Restorative requirements, interarch space and jaw relationships, location of edentulous areas, and the quantity and quality of available bone should be evaluated before implants are selected as a treatment option.

Surgical considerations for patients requiring implant placement should include evaluation of: anatomy and location of vital structures, bone quality, quantity and contour, and soft tissues.

Kois in 2001 proposed five diagnostic keys for predictable single peri implant aesthetics when an immediate extraction and implant insertion are contemplated, which include:

1) Relative tooth position
2) Form of the periodontium
3) Biotype of the periodontium
4) Tooth shape
5) Position of the osseous crest before extraction


Clinical assessment should be done to evaluate for:

 

a) Absence of pathology

There should be no acute pathology present in either the periodontal tissues or in the periapical region. There should be no signs or symptoms, no clinically visible exudation or pus, and no pain where implant is to be placed.

However teeth/roots with chronic periapical infections/lesions can undergo immediate implant after thorough removal of lesion. Vertical root fractures of teeth that have been restored by means of post crowns should be assessed carefully to ensure that the labial plate of bone has not been compromised.


b) Soft tissue health and aesthetic contours

The contours of the soft tissues around the tooth to be extracted should be such that they will appear acceptable around the intended restoration. Teeth with thick gingival biotype are preferable for immediate post extraction implant placement as compared to teeth with thinner gingival biotypes. It has been observed that immediate post extraction placement in sites with thinner biotypes has resulted in soft tissue deficiency over time, though; at the time of implant placement the soft tissue margins were stable.


c) Socket integrity

An alveolar intact socket with intact buccal and palatal walls is a prerequisite for immediate post extraction implant placement. The intactness of the buccal wall is of utmost importance. Apart from the level of the bone on the mesial and distal sides of the tooth being replaced, it is also important to determine the level of and the position of the interproximal papilla. It is also preferred to have a socket that is wider at the top so that the desired implant, when placed, does not come in contact with the buccal wall of the extraction socket. In case there is a deficiency of the buccal wall, loss of bone and exposure of the buccal aspect of the implant may be observed. Preoperatively this can be checked by means of probing of the socket walls with a periodontal probe. Loss of bone around the tooth to be replaced may result in the bone healing to a level that is not predictable.
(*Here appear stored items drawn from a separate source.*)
//! Per-session conversation transcripts.
//!
//! A session collects everything the user does while reviewing one preview:
//! element selections, chat turns, and the fix-instruction documents compiled
//! from them. Sessions are in-memory only and vanish on restart.

use std::collections::HashMap;
use std::sync::Mutex;

use chrono::{DateTime, Utc};
use serde::Serialize;
use serde_json::Value;

/// One transcript line.
#[derive(Debug, Clone, Serialize)]
#[serde(tag = "type", rename_all = "snake_case")]
pub enum LogEntry {
    /// The user picked an element in the preview.
    Selection {
        timestamp: DateTime<Utc>,
        data: Value,
        user_comment: String,
    },
    /// Plain conversational turn.
    Chat {
        timestamp: DateTime<Utc>,
        user: String,
        ai: String,
    },
    /// Turn from the modification chat, with the model's decision.
    ModificationChat {
        timestamp: DateTime<Utc>,
        user: String,
        assistant: String,
        action: String,
        modification: Option<Value>,
        selection: Option<Value>,
    },
}

/// A compiled fix-instruction document.
#[derive(Debug, Clone, Serialize)]
pub struct FixInstructions {
    pub instructions: String,
    pub generated_at: DateTime<Utc>,
}

#[derive(Debug, Clone, Serialize)]
pub struct Session {
    pub id: String,
    pub created_at: DateTime<Utc>,
    /// `"new"` for a fresh site, otherwise whatever the client sent.
    pub case_type: String,
    pub client_info: Value,
    pub conversation_log: Vec<LogEntry>,
    pub fix_instructions: Vec<FixInstructions>,
}

impl Session {
    /// Chat turns formatted one per line for the fix-instruction prompt.
    pub fn conversation_text(&self) -> String {
        self.conversation_log
            .iter()
            .filter_map(|entry| match entry {
                LogEntry::Chat {
                    timestamp,
                    user,
                    ai,
                } => Some(format!("[{}] User: {user} / AI: {ai}", timestamp.to_rfc3339())),
                LogEntry::ModificationChat {
                    timestamp,
                    user,
                    assistant,
                    action,
                    ..
                } => Some(format!(
                    "[{}] User: {user} / AI ({action}): {assistant}",
                    timestamp.to_rfc3339()
                )),
                LogEntry::Selection { .. } => None,
            })
            .collect::<Vec<_>>()
            .join("\n")
    }
}

/// Thread-safe map of live sessions.
#[derive(Default)]
pub struct SessionStore {
    sessions: Mutex<HashMap<String, Session>>,
}

impl SessionStore {
    pub fn new() -> Self {
        Self::default()
    }

    /// Create a session and return its id.
    pub fn create(&self, case_type: Option<String>, client_info: Option<Value>) -> String {
        let id = uuid::Uuid::new_v4().to_string();
        let session = Session {
            id: id.clone(),
            created_at: Utc::now(),
            case_type: case_type.unwrap_or_else(|| "new".to_string()),
            client_info: client_info.unwrap_or_else(|| Value::Object(Default::default())),
            conversation_log: Vec::new(),
            fix_instructions: Vec::new(),
        };
        self.lock().insert(id.clone(), session);
        id
    }

    /// A copy of the session, if it exists.
    pub fn get(&self, id: &str) -> Option<Session> {
        self.lock().get(id).cloned()
    }

    /// Append to the transcript. Returns the new entry's index, or `None`
    /// when the session does not exist.
    pub fn append(&self, id: &str, entry: LogEntry) -> Option<usize> {
        let mut sessions = self.lock();
        let session = sessions.get_mut(id)?;
        session.conversation_log.push(entry);
        Some(session.conversation_log.len() - 1)
    }

    /// Record a generated fix-instruction document.
    pub fn push_fix_instructions(&self, id: &str, instructions: String) -> bool {
        let mut sessions = self.lock();
        match sessions.get_mut(id) {
            Some(session) => {
                session.fix_instructions.push(FixInstructions {
                    instructions,
                    generated_at: Utc::now(),
                });
                true
            }
            None => false,
        }
    }

    pub fn len(&self) -> usize {
        self.lock().len()
    }

    pub fn is_empty(&self) -> bool {
        self.lock().is_empty()
    }

    fn lock(&self) -> std::sync::MutexGuard<'_, HashMap<String, Session>> {
        self.sessions.lock().unwrap_or_else(|e| e.into_inner())
    }
}

#[cfg(test)]
mod tests {
    use super::*;
    use serde_json::json;

    #[test]
    fn create_defaults_case_type() {
        let store = SessionStore::new();
        let id = store.create(None, None);
        let session = store.get(&id).unwrap();
        assert_eq!(session.case_type, "new");
        assert_eq!(session.client_info, json!({}));
        assert!(session.conversation_log.is_empty());
        assert_eq!(store.len(), 1);
    }

    #[test]
    fn append_returns_index_and_rejects_unknown_sessions() {
        let store = SessionStore::new();
        let id = store.create(Some("renewal".into()), None);
        let entry = LogEntry::Selection {
            timestamp: Utc::now(),
            data: json!({"content": "Hero title"}),
            user_comment: String::new(),
        };
        assert_eq!(store.append(&id, entry.clone()), Some(0));
        assert_eq!(store.append(&id, entry.clone()), Some(1));
        assert_eq!(store.append("missing", entry), None);
    }

    #[test]
    fn conversation_text_lists_chat_turns_only() {
        let store = SessionStore::new();
        let id = store.create(None, None);
        store.append(
            &id,
            LogEntry::Selection {
                timestamp: Utc::now(),
                data: json!({}),
                user_comment: String::new(),
            },
        );
        store.append(
            &id,
            LogEntry::Chat {
                timestamp: Utc::now(),
                user: "make it blue".into(),
                ai: "noted".into(),
            },
        );
        store.append(
            &id,
            LogEntry::ModificationChat {
                timestamp: Utc::now(),
                user: "bigger logo".into(),
                assistant: "done".into(),
                action: "immediate".into(),
                modification: None,
                selection: None,
            },
        );

        let text = store.get(&id).unwrap().conversation_text();
        let lines: Vec<&str> = text.lines().collect();
        assert_eq!(lines.len(), 2);
        assert!(lines[0].ends_with("User: make it blue / AI: noted"));
        assert!(lines[1].ends_with("User: bigger logo / AI (immediate): done"));
    }

    #[test]
    fn log_entries_serialize_with_type_tag() {
        let entry = LogEntry::Chat {
            timestamp: Utc::now(),
            user: "u".into(),
            ai: "a".into(),
        };
        let value = serde_json::to_value(entry).unwrap();
        assert_eq!(value["type"], "chat");

        let entry = LogEntry::ModificationChat {
            timestamp: Utc::now(),
            user: "u".into(),
            assistant: "a".into(),
            action: "batch".into(),
            modification: None,
            selection: None,
        };
        assert_eq!(serde_json::to_value(entry).unwrap()["type"], "modification_chat");
    }

    #[test]
    fn fix_instructions_require_existing_session() {
        let store = SessionStore::new();
        let id = store.create(None, None);
        assert!(store.push_fix_instructions(&id, "<h1>Fixes</h1>".into()));
        assert!(!store.push_fix_instructions("nope", "x".into()));
        assert_eq!(store.get(&id).unwrap().fix_instructions.len(), 1);
    }
}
The level of bone that exists in contact with the adjacent teeth is critical because it will be responsible for the maintenance of the papillary height.


d) Availability of bone beyond the root apex

For successful placement of a dental implant immediately post extraction into the socket depends upon the ability to have proper / adequate primary stability. A minimum of 3mm of bone beyond the apex of the socket is necessary to provide adequate primary stability to these implants.